On this cold evening the building remains unheated and the fighters are bundled up in their olive green uniforms. Some are members of the PYD—others are not. A dozen of the fighters interviewed by the Daily Beast said they had a dual purpose in enlisting in the Kurdish security forces: to protect Kurdistan and to assist in altering traditional perceptions about women.

Twenty-year-old Ronak joined three months ago. The tallest of the women and with angular facial features, she wears a blue polo-neck sweater and a black ammunition vest over her fatigues. “I joined to protect people and to show we can do the same things men do. My parents and three sisters and four brothers are proud of me.” Once the conflict is over she intends to remain in uniform. “There will be new challenges after and I want to help meet them.”

She sees nothing incompatible about being a woman and a fighter. “We have managed to change the opinion of the people and most people think the world of us,” she says.

On two of the walls in the commander’s office there are photographs of Kurdish women who have died battling jihadists and fighting Assad’s forces in the Kurdish Sheikh Maqsud district in the city of Aleppo. At least 13 Kurdish women have died in defense of Syria’s Kurdistan. Despite the easy smiles and confidence of these women there is danger all around and not only at the frontlines where YPG units are trying to capture more territory from jihadists and Islamists.

In recent weeks jihadists have launched a burgeoning car and suicide bombing campaign. Since the summer there have been 40 bombings, including three suicide attacks, in Syria’s Kurdistan. Nearly 40 people have been killed and dozens wounded. The latest came on November 24 when a suicide bomber detonated a car bomb outside the Asayish base in the Swes district of Qamishli killing a civilian and two members of the Kurdish security forces.

Twenty-seven-year-old Jameila Abbas says she is not worried by the danger, “ I believe in what I am doing so I am not frightened,” she says.

These women hold contempt for the jihadists. They say it easy to blow things up and not to care about those killed or maimed but it is a much greater challenge to fight and build at the same time.
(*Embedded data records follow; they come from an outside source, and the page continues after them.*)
use std::time::Duration;

use thiserror::Error;

use crate::tabs::TabId;

pub type Result<T> = std::result::Result<T, SessionError>;

/// Everything the session core reports back to its caller.
///
/// None of these are fatal: the model that raised the error is left at its
/// last-known-good value and the user may retry.
#[derive(Debug, Clone, PartialEq, Eq, Error)]
pub enum SessionError {
    /// Rejected locally before any network call.
    #[error("{0}")]
    Validation(String),
    #[error("not logged in")]
    NotAuthenticated,
    #[error("terminal connection is not established")]
    NotConnected,
    #[error("no file is open")]
    NoActiveTab,
    #[error("tab {0} is not open")]
    UnknownTab(TabId),
    #[error("{operation} failed: {message}")]
    Remote {
        operation: &'static str,
        message: String,
    },
    #[error("terminal did not start within {0:?}")]
    StartTimeout(Duration),
    #[error("transport error: {0}")]
    Transport(String),
}

impl SessionError {
    pub fn validation(message: impl Into<String>) -> Self {
        Self::Validation(message.into())
    }

    pub fn remote(operation: &'static str, message: impl Into<String>) -> Self {
        Self::Remote {
            operation,
            message: message.into(),
        }
    }

    pub fn transport(err: impl std::fmt::Display) -> Self {
        Self::Transport(err.to_string())
    }
}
One of the Kurds’ top military commanders, Giwan Ibrahim, says many jihadists hang keys around their necks and keep spoons in their pockets—symbolizing their belief that when martyred the gates of paradise will be thrown open to them and they will eat with the Prophet. There the jihadists expect to be rewarded with submissive women, but in the here and now these earthly Kurdish women see the jihadists as their complete opposite: men who would trample on their rights and seek to enslave them. They have no intention of submitting.